The Truth About Income Inequality
from Center of the American Experiment
By John H. Hinderaker Scott W. Johnson,  December 1, 1995


Data generated by the Census Bureau, the Bureau of Labor Statistics, the Federal Reserve and other nonpartisan sources refute claims commonly made by the left. For example, data from such agencies show that:

  • Differences in family income largely reflect differences in how many members of a family actually work — and how hard they work.
  • Income is about as widely distributed today as at any time in American history, and income is nowhere nearly as concentrated among top earners as it was in the period before World War II.
  • Americans in all income groups have prospered, or have failed to prosper, together. Gains by upper-income Americans have not come at the expense of middle- or lower-income Americans. Nor has anyone else gained in those periods when higher-income families have lost ground.
  • The best era in recent history for middle-income and lower-income American families was the Reagan boom, which lasted from 1982 to 1989. During that period, middle-class families saw their real incomes grow by an average of 12.6 percent, while lowest-quintile families saw an average increase in real earnings of 12.9 percent.
  • There is a remarkable degree of income mobility in the American economy. Today’s “poor” are tomorrow’s “rich,” and vice versa. To a considerable extent, income distribution reflects obvious demographic factors. For example, workers in their prime earning years generally make much more money than those who are starting out in life or are retired.
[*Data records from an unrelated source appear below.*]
use super::handlers;
use super::types::{AppState, Request};
use crate::ipc::error::err;

pub fn handle_request(state: &mut AppState, req: Request) -> serde_json::Value {
    if let Some(resp) = handlers::core::try_handle(state, &req) {
        return resp;
    }
    if let Some(resp) = handlers::setup::try_handle(state, &req) {
        return resp;
    }
    if let Some(resp) = handlers::classes::try_handle(state, &req) {
        return resp;
    }
    if let Some(resp) = handlers::students::try_handle(state, &req) {
        return resp;
    }
    if let Some(resp) = handlers::evaluations::try_handle(state, &req) {
        return resp;
    }
    if let Some(resp) = handlers::grades::try_handle(state, &req) {
        return resp;
    }
    if let Some(resp) = handlers::bulletins::try_handle(state, &req) {
        return resp;
    }
    if let Some(resp) = handlers::workspace_backup::try_handle(state, &req) {
        return resp;
    }

    err(
        &req.id,
        "not_implemented",
        format!("unknown method: {}", req.method),
        None,
    )
}
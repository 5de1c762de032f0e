use crate::calc;
use crate::ipc::error::{err, ok};
use crate::ipc::helpers::{
    authorize, db_conn, db_failed, finish, now_rfc3339, required_str, HandlerResult,
};
use crate::ipc::types::{AppState, Request, Role};
use rusqlite::OptionalExtension;
use serde_json::json;
use std::collections::HashSet;
use tracing::debug;
use uuid::Uuid;

const MAX_GRADES_PER_CALL: usize = 500;

struct GradeInput {
    student_id: String,
    raw_score: f64,
    observation: Option<String>,
}

fn parse_grades(req: &Request) -> Result<Vec<GradeInput>, serde_json::Value> {
    let Some(items) = req.params.get("grades").and_then(|v| v.as_array()) else {
        return Err(err(&req.id, "bad_params", "grades must be an array", None));
    };
    if items.is_empty() {
        return Err(err(&req.id, "bad_params", "grades must not be empty", None));
    }
    if items.len() > MAX_GRADES_PER_CALL {
        return Err(err(
            &req.id,
            "bad_params",
            format!("at most {} grades per call", MAX_GRADES_PER_CALL),
            Some(json!({ "count": items.len() })),
        ));
    }

    let mut seen = HashSet::new();
    let mut out = Vec::with_capacity(items.len());
    for (i, item) in items.iter().enumerate() {
        let Some(student_id) = item.get("studentId").and_then(|v| v.as_str()) else {
            return Err(err(
                &req.id,
                "bad_params",
                format!("grades[{}].studentId missing", i),
                None,
            ));
        };
        if !seen.insert(student_id.to_string()) {
            return Err(err(
                &req.id,
                "bad_params",
                format!("grades[{}] repeats student {}", i, student_id),
                None,
            ));
        }
        // Scores above the evaluation's max are accepted as entered.
        let raw_score = match item.get("rawScore").and_then(|v| v.as_f64()) {
            Some(v) if v >= 0.0 && v.is_finite() => v,
            _ => {
                return Err(err(
                    &req.id,
                    "bad_params",
                    format!("grades[{}].rawScore must be a number >= 0", i),
                    None,
                ))
            }
        };
        let observation = item
            .get("observation")
            .and_then(|v| v.as_str())
            .map(|s| s.trim().to_string())
            .filter(|s| !s.is_empty());
        out.push(GradeInput {
            student_id: student_id.to_string(),
            raw_score,
            observation,
        });
    }
    Ok(out)
}

fn handle_grades_record(state: &mut AppState, req: &Request) -> HandlerResult {
    let auth = authorize(req, &[Role::Admin, Role::Enseignant])?;
    let conn = db_conn(state, req)?;
    let evaluation_id = required_str(req, "evaluationId")?;
    let grades = parse_grades(req)?;

    let class_id: Option<String> = conn
        .query_row(
            "SELECT s.class_id
             FROM evaluations e
             JOIN subjects s ON s.id = e.subject_id
             WHERE e.id = ?",
            [&evaluation_id],
            |r| r.get(0),
        )
        .optional()
        .map_err(|e| db_failed(req, "db_query_failed", e, "evaluations"))?;
    let Some(class_id) = class_id else {
        return Err(err(&req.id, "not_found", "evaluation not found", None));
    };

    let mut roster_stmt = conn
        .prepare("SELECT id FROM students WHERE class_id = ?")
        .map_err(|e| db_failed(req, "db_query_failed", e, "students"))?;
    let roster: HashSet<String> = roster_stmt
        .query_map([&class_id], |r| r.get::<_, String>(0))
        .and_then(|it| it.collect::<Result<HashSet<_>, _>>())
        .map_err(|e| db_failed(req, "db_query_failed", e, "students"))?;
    let strangers: Vec<&str> = grades
        .iter()
        .filter(|g| !roster.contains(&g.student_id))
        .map(|g| g.student_id.as_str())
        .collect();
    if !strangers.is_empty() {
        return Err(err(
            &req.id,
            "bad_params",
            "some students are not enrolled in the evaluation's class",
            Some(json!({ "studentIds": strangers })),
        ));
    }

    let tx = conn
        .unchecked_transaction()
        .map_err(|e| err(&req.id, "db_tx_failed", e.to_string(), None))?;
    let now = now_rfc3339();
    for g in &grades {
        if let Err(e) = tx.execute(
            "INSERT INTO grades(id, evaluation_id, student_id, raw_score, observation, updated_at)
             VALUES(?, ?, ?, ?, ?, ?)
             ON CONFLICT(evaluation_id, student_id) DO UPDATE SET
               raw_score = excluded.raw_score,
               observation = excluded.observation,
               updated_at = excluded.updated_at",
            (
                Uuid::new_v4().to_string(),
                &evaluation_id,
                &g.student_id,
                g.raw_score,
                &g.observation,
                &now,
            ),
        ) {
            let _ = tx.rollback();
            return Err(db_failed(req, "db_insert_failed", e, "grades"));
        }
    }
    tx.commit()
        .map_err(|e| err(&req.id, "db_tx_failed", e.to_string(), None))?;

    debug!(
        evaluation_id = %evaluation_id,
        count = grades.len(),
        user_id = %auth.user_id,
        "grades recorded"
    );
    Ok(ok(&req.id, json!({ "recorded": grades.len() })))
}

fn handle_grades_list(state: &mut AppState, req: &Request) -> HandlerResult {
    authorize(req, &[])?;
    let conn = db_conn(state, req)?;
    let evaluation_id = required_str(req, "evaluationId")?;

    let max_score: Option<f64> = conn
        .query_row(
            "SELECT max_score FROM evaluations WHERE id = ?",
            [&evaluation_id],
            |r| r.get(0),
        )
        .optional()
        .map_err(|e| db_failed(req, "db_query_failed", e, "evaluations"))?;
    let Some(max_score) = max_score else {
        return Err(err(&req.id, "not_found", "evaluation not found", None));
    };

    let mut stmt = conn
        .prepare(
            "SELECT g.student_id, s.surname, s.given_name, g.raw_score, g.observation
             FROM grades g
             JOIN students s ON s.id = g.student_id
             WHERE g.evaluation_id = ?
             ORDER BY s.surname, s.given_name",
        )
        .map_err(|e| db_failed(req, "db_query_failed", e, "grades"))?;
    let grades = stmt
        .query_map([&evaluation_id], |r| {
            let raw_score: f64 = r.get(3)?;
            let on_twenty = calc::normalize(raw_score, max_score).ok();
            Ok(json!({
                "studentId": r.get::<_, String>(0)?,
                "surname": r.get::<_, String>(1)?,
                "givenName": r.get::<_, String>(2)?,
                "rawScore": raw_score,
                "onTwenty": on_twenty,
                "mention": on_twenty.map(|v| calc::mention_band(v).label),
                "observation": r.get::<_, Option<String>>(4)?,
            }))
        })
        .and_then(|it| it.collect::<Result<Vec<_>, _>>())
        .map_err(|e| db_failed(req, "db_query_failed", e, "grades"))?;

    Ok(ok(
        &req.id,
        json!({ "maxScore": max_score, "grades": grades }),
    ))
}

pub fn try_handle(state: &mut AppState, req: &Request) -> Option<serde_json::Value> {
    match req.method.as_str() {
        "grades.record" => Some(finish(handle_grades_record(state, req))),
        "grades.list" => Some(finish(handle_grades_list(state, req))),
        _ => None,
    }
}
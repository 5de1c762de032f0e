use crate::calc::{AssessmentType, Period};
use crate::ipc::error::{err, ok};
use crate::ipc::helpers::{
    authorize, db_conn, db_failed, finish, optional_str, parse_date, parse_period,
    required_positive, required_str, HandlerResult,
};
use crate::ipc::types::{AppState, Request, Role};
use rusqlite::OptionalExtension;
use serde_json::json;
use uuid::Uuid;

fn handle_subjects_create(state: &mut AppState, req: &Request) -> HandlerResult {
    authorize(req, &[Role::Admin, Role::Direction])?;
    let conn = db_conn(state, req)?;
    let class_id = required_str(req, "classId")?;
    let name = required_str(req, "name")?;
    let coefficient = required_positive(req, "coefficient")?;

    let exists: Option<i64> = conn
        .query_row("SELECT 1 FROM classes WHERE id = ?", [&class_id], |r| {
            r.get(0)
        })
        .optional()
        .map_err(|e| db_failed(req, "db_query_failed", e, "classes"))?;
    if exists.is_none() {
        return Err(err(&req.id, "not_found", "class not found", None));
    }

    let subject_id = Uuid::new_v4().to_string();
    conn.execute(
        "INSERT INTO subjects(id, class_id, name, coefficient) VALUES(?, ?, ?, ?)",
        (&subject_id, &class_id, &name, coefficient),
    )
    .map_err(|e| db_failed(req, "db_insert_failed", e, "subjects"))?;

    Ok(ok(
        &req.id,
        json!({ "subjectId": subject_id, "name": name, "coefficient": coefficient }),
    ))
}

fn handle_subjects_list(state: &mut AppState, req: &Request) -> HandlerResult {
    authorize(req, &[])?;
    let conn = db_conn(state, req)?;
    let class_id = required_str(req, "classId")?;
    let mut stmt = conn
        .prepare(
            "SELECT m.id, m.name, m.coefficient,
                    (SELECT COUNT(*) FROM evaluations e WHERE e.subject_id = m.id)
             FROM subjects m
             WHERE m.class_id = ?
             ORDER BY m.name",
        )
        .map_err(|e| db_failed(req, "db_query_failed", e, "subjects"))?;
    let subjects = stmt
        .query_map([&class_id], |r| {
            Ok(json!({
                "subjectId": r.get::<_, String>(0)?,
                "name": r.get::<_, String>(1)?,
                "coefficient": r.get::<_, f64>(2)?,
                "evaluationCount": r.get::<_, i64>(3)?,
            }))
        })
        .and_then(|it| it.collect::<Result<Vec<_>, _>>())
        .map_err(|e| db_failed(req, "db_query_failed", e, "subjects"))?;
    Ok(ok(&req.id, json!({ "subjects": subjects })))
}

fn handle_evaluations_create(state: &mut AppState, req: &Request) -> HandlerResult {
    authorize(req, &[Role::Admin, Role::Direction, Role::Enseignant])?;
    let conn = db_conn(state, req)?;
    let subject_id = required_str(req, "subjectId")?;
    let label = required_str(req, "label")?;
    let kind_raw = required_str(req, "type")?;
    let Some(kind) = AssessmentType::parse(&kind_raw) else {
        return Err(err(
            &req.id,
            "bad_params",
            "type must be one of: interrogation, devoir, examen, travail_pratique",
            Some(json!({ "type": kind_raw })),
        ));
    };
    let coefficient = required_positive(req, "coefficient")?;
    let max_score = required_positive(req, "maxScore")?;
    let period = parse_period(req, false)?;
    let date = parse_date(req, "date")?;

    let exists: Option<i64> = conn
        .query_row("SELECT 1 FROM subjects WHERE id = ?", [&subject_id], |r| {
            r.get(0)
        })
        .optional()
        .map_err(|e| db_failed(req, "db_query_failed", e, "subjects"))?;
    if exists.is_none() {
        return Err(err(&req.id, "not_found", "subject not found", None));
    }

    let evaluation_id = Uuid::new_v4().to_string();
    conn.execute(
        "INSERT INTO evaluations(id, subject_id, label, kind, coefficient, max_score, period, eval_date)
         VALUES(?, ?, ?, ?, ?, ?, ?, ?)",
        (
            &evaluation_id,
            &subject_id,
            &label,
            kind.as_str(),
            coefficient,
            max_score,
            period.as_str(),
            &date,
        ),
    )
    .map_err(|e| db_failed(req, "db_insert_failed", e, "evaluations"))?;

    Ok(ok(&req.id, json!({ "evaluationId": evaluation_id })))
}

fn handle_evaluations_list(state: &mut AppState, req: &Request) -> HandlerResult {
    authorize(req, &[])?;
    let conn = db_conn(state, req)?;
    let subject_id = required_str(req, "subjectId")?;
    let period = match optional_str(req, "period") {
        Some(_) => Some(parse_period(req, true)?),
        None => None,
    };
    let period_filter = period.filter(|p| p.is_term()).map(Period::as_str);

    let mut stmt = conn
        .prepare(
            "SELECT e.id, e.label, e.kind, e.coefficient, e.max_score, e.period, e.eval_date,
                    (SELECT COUNT(*) FROM grades g WHERE g.evaluation_id = e.id)
             FROM evaluations e
             WHERE e.subject_id = ?1 AND (?2 IS NULL OR e.period = ?2)
             ORDER BY e.eval_date, e.rowid",
        )
        .map_err(|e| db_failed(req, "db_query_failed", e, "evaluations"))?;
    let evaluations = stmt
        .query_map((&subject_id, period_filter), |r| {
            Ok(json!({
                "evaluationId": r.get::<_, String>(0)?,
                "label": r.get::<_, String>(1)?,
                "type": r.get::<_, String>(2)?,
                "coefficient": r.get::<_, f64>(3)?,
                "maxScore": r.get::<_, f64>(4)?,
                "period": r.get::<_, String>(5)?,
                "date": r.get::<_, String>(6)?,
                "gradeCount": r.get::<_, i64>(7)?,
            }))
        })
        .and_then(|it| it.collect::<Result<Vec<_>, _>>())
        .map_err(|e| db_failed(req, "db_query_failed", e, "evaluations"))?;
    Ok(ok(&req.id, json!({ "evaluations": evaluations })))
}

pub fn try_handle(state: &mut AppState, req: &Request) -> Option<serde_json::Value> {
    match req.method.as_str() {
        "subjects.create" => Some(finish(handle_subjects_create(state, req))),
        "subjects.list" => Some(finish(handle_subjects_list(state, req))),
        "evaluations.create" => Some(finish(handle_evaluations_create(state, req))),
        "evaluations.list" => Some(finish(handle_evaluations_list(state, req))),
        _ => None,
    }
}
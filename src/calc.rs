use rayon::prelude::*;
use serde::{Deserialize, Serialize};
use serde_json::json;
use std::cmp::Ordering;
use std::collections::HashMap;
use thiserror::Error;

/// Every average produced here lives on this scale.
pub const SCALE: f64 = 20.0;
pub const PASS_MARK: f64 = 10.0;
pub const NOT_EVALUATED: &str = "Non évalué";
pub const INVALID_ASSESSMENT_MESSAGE: &str = "données de notation invalides";

/// Inclusive lower bounds, best band first. Anything below the last one is "Insuffisant".
const MENTION_BANDS: [(f64, &str); 5] = [
    (16.0, "Excellent"),
    (14.0, "Très bien"),
    (12.0, "Bien"),
    (10.0, "Assez bien"),
    (8.0, "Passable"),
];
const LOWEST_MENTION: &str = "Insuffisant";

/// Comparisons of averages (bands, pass mark, ties) happen on this grid.
const SCORE_STEPS_PER_POINT: f64 = 1e6;

/// Averages that differ only by floating-point noise map to the same key.
fn score_key(x: f64) -> i64 {
    (x * SCORE_STEPS_PER_POINT).round() as i64
}

/// VB6-compatible 1-decimal rounding:
/// `Int(10*x + 0.5) / 10`
pub fn round_off_1_decimal(x: f64) -> f64 {
    ((10.0 * x) + 0.5).floor() / 10.0
}

#[derive(Debug, Clone, Copy, PartialEq, Eq, Hash, Serialize, Deserialize)]
#[serde(rename_all = "snake_case")]
pub enum AssessmentType {
    Interrogation,
    Devoir,
    Examen,
    TravailPratique,
}

impl AssessmentType {
    pub fn as_str(self) -> &'static str {
        match self {
            AssessmentType::Interrogation => "interrogation",
            AssessmentType::Devoir => "devoir",
            AssessmentType::Examen => "examen",
            AssessmentType::TravailPratique => "travail_pratique",
        }
    }

    pub fn parse(raw: &str) -> Option<Self> {
        match raw.trim().to_ascii_lowercase().as_str() {
            "interrogation" => Some(AssessmentType::Interrogation),
            "devoir" => Some(AssessmentType::Devoir),
            "examen" => Some(AssessmentType::Examen),
            "travail_pratique" | "tp" => Some(AssessmentType::TravailPratique),
            _ => None,
        }
    }

    /// Stored rows predate the enum; unknown kinds read back as interrogations.
    pub fn from_stored(raw: &str) -> Self {
        Self::parse(raw).unwrap_or(AssessmentType::Interrogation)
    }
}

#[derive(Debug, Clone, Copy, PartialEq, Eq, Hash, Serialize, Deserialize)]
pub enum Period {
    #[serde(rename = "1er_trimestre")]
    FirstTerm,
    #[serde(rename = "2eme_trimestre")]
    SecondTerm,
    #[serde(rename = "3eme_trimestre")]
    ThirdTerm,
    #[serde(rename = "annuelle")]
    Annual,
}

impl Period {
    pub fn as_str(self) -> &'static str {
        match self {
            Period::FirstTerm => "1er_trimestre",
            Period::SecondTerm => "2eme_trimestre",
            Period::ThirdTerm => "3eme_trimestre",
            Period::Annual => "annuelle",
        }
    }

    pub fn parse(raw: &str) -> Option<Self> {
        match raw.trim() {
            "1er_trimestre" => Some(Period::FirstTerm),
            "2eme_trimestre" => Some(Period::SecondTerm),
            "3eme_trimestre" => Some(Period::ThirdTerm),
            "annuelle" => Some(Period::Annual),
            _ => None,
        }
    }

    pub fn is_term(self) -> bool {
        self != Period::Annual
    }
}

/// One recorded grade, already joined with its subject and assessment metadata.
#[derive(Debug, Clone, PartialEq, Serialize)]
#[serde(rename_all = "camelCase")]
pub struct ScoredAssessment {
    pub subject_id: String,
    pub subject_name: String,
    pub subject_weight: f64,
    pub assessment_label: String,
    pub assessment_type: AssessmentType,
    pub assessment_weight: f64,
    pub raw_score: f64,
    pub max_score: f64,
    /// ISO `YYYY-MM-DD`, so lexical order is chronological.
    pub date: String,
    pub observation: Option<String>,
}

#[derive(Debug, Clone, PartialEq, Error)]
#[error(
    "assessment '{}' in '{}' has max score {max_score}; it must be greater than zero",
    .assessment_label.as_deref().unwrap_or("?"),
    .subject_name.as_deref().unwrap_or("?")
)]
pub struct InvalidAssessmentError {
    pub max_score: f64,
    pub subject_name: Option<String>,
    pub assessment_label: Option<String>,
}

impl InvalidAssessmentError {
    fn for_max_score(max_score: f64) -> Self {
        Self {
            max_score,
            subject_name: None,
            assessment_label: None,
        }
    }

    fn located(mut self, assessment: &ScoredAssessment) -> Self {
        self.subject_name = Some(assessment.subject_name.clone());
        self.assessment_label = Some(assessment.assessment_label.clone());
        self
    }
}

#[derive(Debug, Clone, Serialize)]
pub struct CalcError {
    pub code: String,
    pub message: String,
    #[serde(skip_serializing_if = "Option::is_none")]
    pub details: Option<serde_json::Value>,
}

impl CalcError {
    pub fn new(code: &str, message: impl Into<String>) -> Self {
        Self {
            code: code.to_string(),
            message: message.into(),
            details: None,
        }
    }

    pub fn with_details(mut self, details: serde_json::Value) -> Self {
        self.details = Some(details);
        self
    }
}

impl From<InvalidAssessmentError> for CalcError {
    fn from(e: InvalidAssessmentError) -> Self {
        CalcError::new("invalid_assessment", INVALID_ASSESSMENT_MESSAGE).with_details(json!({
            "subjectName": e.subject_name,
            "assessmentLabel": e.assessment_label,
            "maxScore": e.max_score,
            "reason": e.to_string(),
        }))
    }
}

#[derive(Debug, Clone, Copy, PartialEq, Eq, Serialize)]
pub struct Mention {
    pub label: &'static str,
    /// 1 is the best band.
    pub rank: u8,
}

/// Shared by subject, overall and per-assessment marks. NaN falls through to the lowest band.
pub fn mention_band(average: f64) -> Mention {
    let key = score_key(average);
    for (i, &(floor, label)) in MENTION_BANDS.iter().enumerate() {
        if !average.is_nan() && key >= score_key(floor) {
            return Mention {
                label,
                rank: (i + 1) as u8,
            };
        }
    }
    Mention {
        label: LOWEST_MENTION,
        rank: (MENTION_BANDS.len() + 1) as u8,
    }
}

/// Scales a raw score onto /20. Scores above `max_score` are not clamped.
pub fn normalize(raw_score: f64, max_score: f64) -> Result<f64, InvalidAssessmentError> {
    if !(max_score > 0.0) || !max_score.is_finite() {
        return Err(InvalidAssessmentError::for_max_score(max_score));
    }
    Ok(raw_score * SCALE / max_score)
}

#[derive(Debug, Clone, PartialEq, Serialize)]
#[serde(rename_all = "camelCase")]
pub struct SubjectRef {
    pub subject_id: String,
    pub subject_name: String,
    pub subject_weight: f64,
}
use thiserror::Error;

use crate::providers::ModelError;

/// Fatal conditions for a single image.
///
/// None of these corrupt the pipeline; the same instance can keep
/// processing subsequent images.
#[derive(Debug, Error)]
pub enum PipelineError {
    #[error("text detection failed")]
    Detection(#[source] ModelError),

    #[error("orientation classification failed")]
    Classification(#[source] ModelError),

    #[error("text recognition failed")]
    Recognition(#[source] ModelError),

    /// The classifier broke its contract of one verdict per crop.
    #[error("classifier returned {got} orientations for {expected} crops")]
    ClassifierMismatch { expected: usize, got: usize },

    /// The recognizer broke its contract of one line per crop.
    #[error("recognizer returned {got} lines for {expected} crops")]
    RecognizerMismatch { expected: usize, got: usize },

    #[error("slice strides must be non-zero")]
    ZeroStride,

    #[error("slicing would produce {count} tiles along one axis (limit {limit}); raise the stride")]
    TooManyTiles { count: usize, limit: usize },
}

/// Why a box could not be turned into a crop.
///
/// These are recovered locally: the pipeline drops the box and carries on.
#[derive(Debug, Error)]
pub enum CropError {
    #[error("quad crop needs exactly 4 points, got {0}")]
    PointCount(usize),

    #[error("degenerate box yields an empty crop")]
    Degenerate,
}
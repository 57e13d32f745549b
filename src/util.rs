use float_ord::FloatOrd;
use geo::{Coord, MinimumRotatedRect};
use image::{imageops, Rgb, RgbImage};
use imageproc::geometric_transformations::{warp_into, Interpolation, Projection};
use tracing::instrument;

use crate::{error::CropError, TextBox};

/// Boxes whose first vertices are within this many source pixels
/// vertically count as the same visual row.
pub(crate) const ROW_TOLERANCE: f32 = 10.0;

/// Sorts boxes into reading order: top to bottom, then left to right.
///
/// A stable sort on the first vertex's `(y, x)` gets rows roughly right;
/// a single bounded backward pass then fixes adjacent pairs that landed on
/// the same visual row in the wrong horizontal order. The backward scan
/// stops at the first pair it does not swap, so boxes never migrate across
/// rows. O(n²) worst case on pathological inputs, which real pages don't
/// produce.
pub fn sort_boxes(mut boxes: Vec<TextBox>) -> Vec<TextBox> {
    boxes.sort_by_key(|b| {
        let tl = b.top_left();
        (FloatOrd(tl.y), FloatOrd(tl.x))
    });

    for i in 0..boxes.len().saturating_sub(1) {
        for j in (0..=i).rev() {
            let later = boxes[j + 1].top_left();
            let earlier = boxes[j].top_left();
            if (later.y - earlier.y).abs() < ROW_TOLERANCE && later.x < earlier.x {
                boxes.swap(j, j + 1);
            } else {
                break;
            }
        }
    }

    boxes
}

/// Rectifies a quad region into an upright crop.
///
/// The destination size comes from the longer of each pair of opposite
/// edges, so slanted lines keep their full extent. Crops that come out
/// taller than `rotate_threshold` times their width are assumed to be
/// sideways text and rotated 90° counter-clockwise.
#[instrument(level = "trace", skip(image))]
pub fn crop_quad(
    image: &RgbImage,
    text_box: &TextBox,
    rotate_threshold: f32,
) -> Result<RgbImage, CropError> {
    let points = text_box.points();
    if points.len() != 4 {
        return Err(CropError::PointCount(points.len()));
    }
    let quad = [points[0], points[1], points[2], points[3]];
    rectify(image, &quad, rotate_threshold)
}

/// Crop for detectors that emit arbitrary polygons instead of clean quads:
/// takes the minimum rotated rectangle around the polygon and rectifies
/// that.
#[instrument(level = "trace", skip(image))]
pub fn crop_min_rect(
    image: &RgbImage,
    text_box: &TextBox,
    rotate_threshold: f32,
) -> Result<RgbImage, CropError> {
    let rect = text_box
        .rect
        .minimum_rotated_rect()
        .ok_or(CropError::Degenerate)?;
    let ring = &rect.exterior().0;
    if ring.len() < 5 {
        return Err(CropError::Degenerate);
    }
    let quad = order_corners([ring[0], ring[1], ring[2], ring[3]]);
    rectify(image, &quad, rotate_threshold)
}

fn rectify(
    image: &RgbImage,
    quad: &[Coord<f32>; 4],
    rotate_threshold: f32,
) -> Result<RgbImage, CropError> {
    let width = edge(quad[0], quad[1]).max(edge(quad[2], quad[3])).round() as u32;
    let height = edge(quad[0], quad[3]).max(edge(quad[1], quad[2])).round() as u32;
    if width == 0 || height == 0 {
        return Err(CropError::Degenerate);
    }

    let from = [
        (quad[0].x, quad[0].y),
        (quad[1].x, quad[1].y),
        (quad[2].x, quad[2].y),
        (quad[3].x, quad[3].y),
    ];
    let to = [
        (0.0, 0.0),
        (width as f32, 0.0),
        (width as f32, height as f32),
        (0.0, height as f32),
    ];
    // Collinear control points have no projective mapping.
    let projection = Projection::from_control_points(from, to).ok_or(CropError::Degenerate)?;

    let mut crop = RgbImage::new(width, height);
    warp_into(
        image,
        &projection,
        Interpolation::Bilinear,
        Rgb([0, 0, 0]),
        &mut crop,
    );

    if crop.height() as f32 >= crop.width() as f32 * rotate_threshold {
        log::trace!(
            "rotating {}x{} crop assumed to be a sideways line",
            crop.width(),
            crop.height()
        );
        crop = imageops::rotate270(&crop);
    }

    Ok(crop)
}

/// Orders rectangle corners as top-left, top-right, bottom-right,
/// bottom-left: sort by x, then within the left and right pairs the
/// smaller y is the top corner.
fn order_corners(mut corners: [Coord<f32>; 4]) -> [Coord<f32>; 4] {
    corners.sort_by_key(|c| FloatOrd(c.x));
    let (tl, bl) = if corners[0].y <= corners[1].y {
        (corners[0], corners[1])
    } else {
        (corners[1], corners[0])
    };
    let (tr, br) = if corners[2].y <= corners[3].y {
        (corners[2], corners[3])
    } else {
        (corners[3], corners[2])
    };
    [tl, tr, br, bl]
}

fn edge(a: Coord<f32>, b: Coord<f32>) -> f32 {
    (a.x - b.x).hypot(a.y - b.y)
}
Basic economic data do not support the gloomy picture promoted by the left. Moreover, the data show that the last 25 years do not represent an undifferentiated upward or downward trend for middle- and lower-income Americans. The Carter years, for example, were an economic disaster; the Reagan years were a bonanza; and the years since have been characterized by stagnation and downward drift.

The data certainly do not suggest that higher taxes, increased government spending, or hyper-regulation of the economy will benefit middle-income or lower-income citizens.